Stored items:

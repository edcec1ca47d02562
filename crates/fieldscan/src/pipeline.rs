//! Category pipelines: discover, extract, write
//!
//! Each `process_*` function runs one category end to end and writes one
//! CSV. Per-item problems end up in the table; only a failure to write the
//! output is returned as an error.

use anyhow::{Context, Result};
use std::path::{Path, PathBuf};
use tracing::info;

use crate::config::InventoryConfig;
use crate::discover::{discover_containers, discover_files};
use crate::extract::{
    list_layers, GeodatabaseLayerExtractor, ImageExtractor, ShapefileExtractor, TableExtractor,
};
use crate::runner::run;
use crate::types::{Category, DiscoveredItem, MetadataTable, PipelineReport};
use crate::writer::write_table;

fn finish(
    category: Category,
    items: &[DiscoveredItem],
    table: MetadataTable,
    output_csv: &Path,
) -> Result<PipelineReport> {
    write_table(&table, output_csv)
        .with_context(|| format!("Failed to write {}", output_csv.display()))?;
    let report = PipelineReport::from_table(category, output_csv.to_path_buf(), &table);
    info!(
        category = %category,
        discovered = items.len(),
        output = %output_csv.display(),
        "{} metadata written",
        category
    );
    Ok(report)
}

/// Every layer of every database container under `roots`.
pub fn process_geodatabases(
    roots: &[PathBuf],
    output_csv: &Path,
    config: &InventoryConfig,
) -> Result<PipelineReport> {
    let containers = discover_containers(roots, &config.geodatabase_suffix);
    let items: Vec<DiscoveredItem> = containers.iter().flat_map(list_layers).collect();
    info!(containers = containers.len(), layers = items.len(), "Discovered geodatabase layers");

    let table = run(&items, &GeodatabaseLayerExtractor::new(config), "Geodatabase layers");
    finish(Category::Geodatabases, &items, table, output_csv)
}

pub fn process_shapefiles(
    roots: &[PathBuf],
    output_csv: &Path,
    config: &InventoryConfig,
) -> Result<PipelineReport> {
    let items = discover_files(roots, &config.shapefile_suffixes);
    let table = run(&items, &ShapefileExtractor::new(config), "Shapefiles");
    finish(Category::Shapefiles, &items, table, output_csv)
}

pub fn process_tables(
    roots: &[PathBuf],
    output_csv: &Path,
    config: &InventoryConfig,
) -> Result<PipelineReport> {
    let items = discover_files(roots, &config.table_suffixes);
    let table = run(&items, &TableExtractor::new(config), "Tables");
    finish(Category::Tables, &items, table, output_csv)
}

pub fn process_images(
    roots: &[PathBuf],
    output_csv: &Path,
    config: &InventoryConfig,
) -> Result<PipelineReport> {
    let items = discover_files(roots, &config.image_suffixes);
    let table = run(&items, &ImageExtractor::new(config), "Images");
    finish(Category::Images, &items, table, output_csv)
}

/// Run one category, writing `<output_dir>/<prefix>_<category file>`.
pub fn process_category(
    category: Category,
    roots: &[PathBuf],
    output_dir: &Path,
    prefix: &str,
    config: &InventoryConfig,
) -> Result<PipelineReport> {
    let output_csv = output_dir.join(category.output_file_name(prefix));
    match category {
        Category::Geodatabases => process_geodatabases(roots, &output_csv, config),
        Category::Shapefiles => process_shapefiles(roots, &output_csv, config),
        Category::Tables => process_tables(roots, &output_csv, config),
        Category::Images => process_images(roots, &output_csv, config),
    }
}
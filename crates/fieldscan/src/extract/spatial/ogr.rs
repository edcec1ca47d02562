//! GDAL/OGR reader behind the spatial extractors

use gdal::cpl::CslStringList;
use gdal::errors::GdalError;
use gdal::spatial_ref::{AxisMappingStrategy, CoordTransform, SpatialRef};
use gdal::vector::{FieldValue, Geometry, LayerAccess, OGRFieldType};
use gdal::{Dataset, DatasetOptions, GdalOpenFlags};
use std::collections::BTreeSet;
use std::path::Path;
use tracing::debug;

use super::LayerSummary;
use crate::config::InventoryConfig;
use crate::error::{ExtractError, Result};
use crate::extract::{summarize_date_columns, DateColumn};
use crate::geometry::{extent, geometry_type_name, ogr_type_name};

fn gdal_error(action: &'static str, item: &str) -> impl FnOnce(GdalError) -> ExtractError + '_ {
    move |source| ExtractError::Gdal {
        action,
        item: item.to_string(),
        source,
    }
}

fn open(path: &Path) -> Result<Dataset> {
    let options = DatasetOptions {
        open_flags: GdalOpenFlags::GDAL_OF_VECTOR | GdalOpenFlags::GDAL_OF_READONLY,
        ..Default::default()
    };
    Dataset::open_ex(path, options).map_err(|err| ExtractError::Open {
        path: path.to_path_buf(),
        reason: err.to_string(),
    })
}

pub(super) fn layer_names(path: &Path) -> Result<Vec<String>> {
    let dataset = open(path)?;
    let names = dataset.layers().map(|layer| layer.name()).collect();
    Ok(names)
}

fn epsg_of(srs: &SpatialRef) -> Option<i32> {
    match srs.auth_name() {
        Ok(name) if name.eq_ignore_ascii_case("EPSG") => srs.auth_code().ok(),
        _ => None,
    }
}

/// `AUTH:CODE` when the authority is known, otherwise WKT.
fn describe(srs: &SpatialRef) -> String {
    match (srs.auth_name(), srs.auth_code()) {
        (Ok(name), Ok(code)) => format!("{}:{}", name, code),
        _ => srs.to_wkt().unwrap_or_default(),
    }
}

fn field_type_name(field_type: u32) -> &'static str {
    match field_type {
        OGRFieldType::OFTInteger | OGRFieldType::OFTInteger64 => "integer",
        OGRFieldType::OFTReal => "float",
        OGRFieldType::OFTString | OGRFieldType::OFTWideString => "string",
        OGRFieldType::OFTDate => "date",
        OGRFieldType::OFTDateTime => "datetime",
        OGRFieldType::OFTTime => "time",
        OGRFieldType::OFTBinary => "binary",
        _ => "list",
    }
}

fn value_size(value: &FieldValue) -> usize {
    match value {
        FieldValue::IntegerValue(_) | FieldValue::DateValue(_) => 4,
        FieldValue::Integer64Value(_) | FieldValue::RealValue(_) | FieldValue::DateTimeValue(_) => 8,
        FieldValue::StringValue(text) => text.len(),
        FieldValue::IntegerListValue(values) => values.len() * 4,
        FieldValue::Integer64ListValue(values) => values.len() * 8,
        FieldValue::RealListValue(values) => values.len() * 8,
        FieldValue::StringListValue(values) => values.iter().map(String::len).sum(),
    }
}

fn push_date(column: &mut DateColumn, value: &FieldValue) {
    match value {
        FieldValue::DateValue(date) => {
            if let Some(midnight) = date.and_hms_opt(0, 0, 0) {
                column.push_native(midnight);
            }
        }
        FieldValue::DateTimeValue(datetime) => column.push_native(datetime.naive_local()),
        FieldValue::StringValue(text) => column.push_text(text.as_str()),
        _ => {}
    }
}

/// Z flag from a WKB header, ISO (`1000`/`3000` ranges) or EWKB (`0x80000000`).
fn wkb_has_z(wkb: &[u8]) -> Option<bool> {
    let (order, code) = wkb.split_first()?;
    let bytes: [u8; 4] = code.get(..4)?.try_into().ok()?;
    let code = match order {
        0 => u32::from_be_bytes(bytes),
        1 => u32::from_le_bytes(bytes),
        _ => return None,
    };
    if code & 0x8000_0000 != 0 {
        return Some(true);
    }
    Some(matches!((code & 0xFFFF) / 1000, 1 | 3))
}

fn reprojection(
    source: &SpatialRef,
    config: &InventoryConfig,
    item: &str,
) -> Result<(CoordTransform, SpatialRef)> {
    let mut source = source.clone();
    let mut target = SpatialRef::from_epsg(config.target_epsg)
        .map_err(gdal_error("building target CRS for", item))?;
    source.set_axis_mapping_strategy(AxisMappingStrategy::TraditionalGisOrder);
    target.set_axis_mapping_strategy(AxisMappingStrategy::TraditionalGisOrder);
    let transform =
        CoordTransform::new(&source, &target).map_err(gdal_error("reprojecting", item))?;
    Ok((transform, target))
}

fn repair(geometry: Geometry) -> Geometry {
    if geometry.is_valid() {
        return geometry;
    }
    match geometry.make_valid(&CslStringList::new()) {
        Ok(fixed) => fixed,
        Err(err) => {
            debug!(error = %err, "Geometry repair failed, keeping original");
            geometry
        }
    }
}

pub(super) fn summarize_layer(
    path: &Path,
    layer_name: Option<&str>,
    item: &str,
    config: &InventoryConfig,
) -> Result<LayerSummary> {
    let dataset = open(path)?;
    let mut layer = match layer_name {
        Some(name) => dataset
            .layer_by_name(name)
            .map_err(gdal_error("opening layer", item))?,
        None => dataset.layers().next().ok_or_else(|| ExtractError::Open {
            path: path.to_path_buf(),
            reason: "no layers".to_string(),
        })?,
    };

    let feature_count = layer.feature_count();
    if feature_count == 0 {
        return Err(ExtractError::NoFeatures {
            item: item.to_string(),
        });
    }

    let mut source = layer.spatial_ref().ok_or_else(|| ExtractError::NoCrs {
        item: item.to_string(),
    })?;
    if epsg_of(&source).is_none() {
        let _ = source.auto_identify_epsg();
    }

    let transform = if epsg_of(&source) == i32::try_from(config.geographic_epsg).ok() {
        Some(reprojection(&source, config, item)?)
    } else {
        None
    };
    let output_srs = transform.as_ref().map(|(_, target)| target).unwrap_or(&source);
    let crs = describe(output_srs);
    let epsg = epsg_of(output_srs);

    let mut field_names: Vec<String> = Vec::new();
    let mut field_types: Vec<String> = Vec::new();
    for field in layer.defn().fields() {
        let name = field.name();
        field_types.push(format!("{}:{}", name, field_type_name(field.field_type())));
        field_names.push(name);
    }
    let has_geometry = layer.defn().geom_fields().count() > 0;

    let date_fields: Vec<String> = config
        .date_columns
        .iter()
        .filter(|name| field_names.contains(name))
        .cloned()
        .collect();
    let mut date_columns: Vec<DateColumn> = vec![DateColumn::default(); date_fields.len()];

    let mut geometry_types = BTreeSet::new();
    let mut geometries = Vec::new();
    let mut memory_bytes = 0u64;
    let mut saw_z = false;
    let mut wkb_failed = false;

    for feature in layer.features() {
        for (name, value) in feature.fields() {
            let Some(value) = value else {
                continue;
            };
            memory_bytes += value_size(&value) as u64;
            if let Some(index) = date_fields.iter().position(|candidate| *candidate == name) {
                push_date(&mut date_columns[index], &value);
            }
        }

        let Some(geometry) = feature.geometry() else {
            continue;
        };
        let geometry = match &transform {
            Some((transform, _)) => geometry
                .transform(transform)
                .map_err(gdal_error("reprojecting", item))?,
            None => geometry.clone(),
        };
        let geometry = repair(geometry);

        match geometry.wkb() {
            Ok(bytes) => {
                memory_bytes += bytes.len() as u64;
                saw_z |= wkb_has_z(&bytes).unwrap_or(false);
            }
            Err(_) => wkb_failed = true,
        }
        if geometry.is_empty() {
            continue;
        }
        match geometry.to_geo() {
            Ok(converted) => {
                geometry_types.insert(geometry_type_name(&converted).to_string());
                geometries.push(converted);
            }
            Err(err) => {
                debug!(item, error = %err, "Geometry has no planar equivalent");
                geometry_types.insert(ogr_type_name(&geometry.geometry_name()));
            }
        }
    }

    if has_geometry {
        field_names.push("geometry".to_string());
        field_types.push("geometry:geometry".to_string());
    }

    let has_z = match (saw_z, wkb_failed) {
        (true, _) => Some(true),
        (false, true) => None,
        (false, false) => Some(false),
    };

    Ok(LayerSummary {
        crs,
        epsg,
        geometry_types: geometry_types.into_iter().collect(),
        extent: extent(geometries),
        feature_count,
        has_geometry,
        temporal: summarize_date_columns(date_columns),
        field_names,
        field_types,
        memory_bytes,
        has_z,
    })
}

■ Action item
Tell how many lines in the data above hold "fieldscan". Nothing but the number.

■ Result of this task
2